_Work to be completed_.
Let your answer be the line containing "let mut sum = [0.0f32; 3];" and every line below it to the end of the records, copied exactly.

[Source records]
★ ★ ★

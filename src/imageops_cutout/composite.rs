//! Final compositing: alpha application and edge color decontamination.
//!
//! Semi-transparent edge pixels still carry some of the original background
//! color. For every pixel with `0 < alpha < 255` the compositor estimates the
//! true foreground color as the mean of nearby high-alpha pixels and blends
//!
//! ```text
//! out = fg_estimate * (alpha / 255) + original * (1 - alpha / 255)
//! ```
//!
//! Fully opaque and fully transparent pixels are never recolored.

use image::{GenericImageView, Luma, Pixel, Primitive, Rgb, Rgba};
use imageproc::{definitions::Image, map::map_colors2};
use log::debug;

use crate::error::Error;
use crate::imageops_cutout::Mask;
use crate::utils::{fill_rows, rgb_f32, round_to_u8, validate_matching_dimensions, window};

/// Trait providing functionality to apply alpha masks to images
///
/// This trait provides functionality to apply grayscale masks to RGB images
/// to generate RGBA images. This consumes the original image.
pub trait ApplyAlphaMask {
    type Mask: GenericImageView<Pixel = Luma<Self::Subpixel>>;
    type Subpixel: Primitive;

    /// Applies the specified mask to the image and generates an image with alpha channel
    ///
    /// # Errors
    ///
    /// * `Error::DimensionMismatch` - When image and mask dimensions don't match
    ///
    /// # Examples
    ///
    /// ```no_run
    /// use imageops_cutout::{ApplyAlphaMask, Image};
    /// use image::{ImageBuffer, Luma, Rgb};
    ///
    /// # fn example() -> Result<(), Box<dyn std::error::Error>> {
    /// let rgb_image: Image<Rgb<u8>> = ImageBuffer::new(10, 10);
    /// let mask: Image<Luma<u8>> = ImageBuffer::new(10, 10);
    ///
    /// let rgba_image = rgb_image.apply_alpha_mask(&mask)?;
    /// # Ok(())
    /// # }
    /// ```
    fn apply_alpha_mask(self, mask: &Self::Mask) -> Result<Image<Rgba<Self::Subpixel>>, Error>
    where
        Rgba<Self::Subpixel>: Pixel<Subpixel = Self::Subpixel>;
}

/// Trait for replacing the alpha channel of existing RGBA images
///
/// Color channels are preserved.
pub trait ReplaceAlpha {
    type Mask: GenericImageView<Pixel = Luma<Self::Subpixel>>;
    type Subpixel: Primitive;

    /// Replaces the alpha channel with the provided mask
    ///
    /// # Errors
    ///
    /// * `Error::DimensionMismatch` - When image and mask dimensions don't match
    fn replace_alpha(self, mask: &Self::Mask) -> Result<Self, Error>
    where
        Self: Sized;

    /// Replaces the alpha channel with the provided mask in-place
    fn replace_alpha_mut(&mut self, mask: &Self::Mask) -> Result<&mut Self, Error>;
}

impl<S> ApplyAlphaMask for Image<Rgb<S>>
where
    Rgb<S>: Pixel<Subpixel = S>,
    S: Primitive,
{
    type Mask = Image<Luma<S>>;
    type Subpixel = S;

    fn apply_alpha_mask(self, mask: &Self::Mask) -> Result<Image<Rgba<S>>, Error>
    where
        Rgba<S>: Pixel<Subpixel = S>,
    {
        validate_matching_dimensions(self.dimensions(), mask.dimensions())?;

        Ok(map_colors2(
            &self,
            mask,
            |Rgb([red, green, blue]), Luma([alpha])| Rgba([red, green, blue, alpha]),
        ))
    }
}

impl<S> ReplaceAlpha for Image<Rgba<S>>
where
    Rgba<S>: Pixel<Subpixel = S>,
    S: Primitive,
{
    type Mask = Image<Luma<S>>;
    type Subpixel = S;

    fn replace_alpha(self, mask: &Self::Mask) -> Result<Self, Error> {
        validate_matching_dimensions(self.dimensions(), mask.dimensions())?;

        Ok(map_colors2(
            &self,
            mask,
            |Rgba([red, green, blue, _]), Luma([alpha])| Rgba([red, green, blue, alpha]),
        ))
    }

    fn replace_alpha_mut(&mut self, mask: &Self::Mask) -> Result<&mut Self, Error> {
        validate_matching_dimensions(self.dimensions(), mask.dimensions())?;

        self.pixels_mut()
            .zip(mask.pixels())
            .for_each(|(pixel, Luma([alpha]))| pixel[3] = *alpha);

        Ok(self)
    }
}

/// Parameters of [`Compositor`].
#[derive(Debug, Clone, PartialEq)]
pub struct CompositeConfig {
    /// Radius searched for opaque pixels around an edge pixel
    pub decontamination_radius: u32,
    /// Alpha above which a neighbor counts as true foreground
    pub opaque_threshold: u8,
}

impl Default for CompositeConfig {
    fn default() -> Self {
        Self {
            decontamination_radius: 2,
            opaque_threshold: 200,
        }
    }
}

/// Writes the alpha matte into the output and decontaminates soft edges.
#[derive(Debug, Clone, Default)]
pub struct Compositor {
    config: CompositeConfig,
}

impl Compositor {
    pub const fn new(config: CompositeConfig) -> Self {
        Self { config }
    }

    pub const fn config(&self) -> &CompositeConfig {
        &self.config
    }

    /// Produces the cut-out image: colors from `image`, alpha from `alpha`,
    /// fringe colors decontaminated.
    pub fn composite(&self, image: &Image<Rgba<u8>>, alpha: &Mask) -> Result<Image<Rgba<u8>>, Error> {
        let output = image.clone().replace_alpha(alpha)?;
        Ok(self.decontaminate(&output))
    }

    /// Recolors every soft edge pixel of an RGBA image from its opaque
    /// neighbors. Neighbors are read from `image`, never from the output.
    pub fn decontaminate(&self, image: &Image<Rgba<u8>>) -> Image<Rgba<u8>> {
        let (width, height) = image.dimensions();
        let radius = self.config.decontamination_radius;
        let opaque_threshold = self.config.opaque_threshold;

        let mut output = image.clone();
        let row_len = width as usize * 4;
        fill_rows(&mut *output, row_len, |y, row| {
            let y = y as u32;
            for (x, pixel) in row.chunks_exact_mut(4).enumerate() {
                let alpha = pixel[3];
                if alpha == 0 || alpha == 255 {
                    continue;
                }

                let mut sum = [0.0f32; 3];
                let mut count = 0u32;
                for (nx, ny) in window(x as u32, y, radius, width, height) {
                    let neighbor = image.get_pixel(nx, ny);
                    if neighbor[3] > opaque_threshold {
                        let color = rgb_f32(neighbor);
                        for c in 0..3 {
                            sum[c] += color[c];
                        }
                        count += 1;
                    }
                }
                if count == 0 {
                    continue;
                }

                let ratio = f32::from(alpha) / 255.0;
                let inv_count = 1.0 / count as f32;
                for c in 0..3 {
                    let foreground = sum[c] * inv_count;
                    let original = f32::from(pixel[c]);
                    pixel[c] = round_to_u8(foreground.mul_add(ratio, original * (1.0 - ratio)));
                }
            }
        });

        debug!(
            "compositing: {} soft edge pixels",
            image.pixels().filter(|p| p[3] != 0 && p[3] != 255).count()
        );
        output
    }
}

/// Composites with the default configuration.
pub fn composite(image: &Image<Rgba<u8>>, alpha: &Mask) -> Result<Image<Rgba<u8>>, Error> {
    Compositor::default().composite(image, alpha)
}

★ ★ ★

_Response area_.
                let mut sum = [0.0f32; 3];
                let mut count = 0u32;
                for (nx, ny) in window(x as u32, y, radius, width, height) {
                    let neighbor = image.get_pixel(nx, ny);
                    if neighbor[3] > opaque_threshold {
                        let color = rgb_f32(neighbor);
                        for c in 0..3 {
                            sum[c] += color[c];
                        }
                        count += 1;
                    }
                }
                if count == 0 {
                    continue;
                }

                let ratio = f32::from(alpha) / 255.0;
                let inv_count = 1.0 / count as f32;
                for c in 0..3 {
                    let foreground = sum[c] * inv_count;
                    let original = f32::from(pixel[c]);
                    pixel[c] = round_to_u8(foreground.mul_add(ratio, original * (1.0 - ratio)));
                }
            }
        });

        debug!(
            "compositing: {} soft edge pixels",
            image.pixels().filter(|p| p[3] != 0 && p[3] != 255).count()
        );
        output
    }
}

/// Composites with the default configuration.
pub fn composite(image: &Image<Rgba<u8>>, alpha: &Mask) -> Result<Image<Rgba<u8>>, Error> {
    Compositor::default().composite(image, alpha)
}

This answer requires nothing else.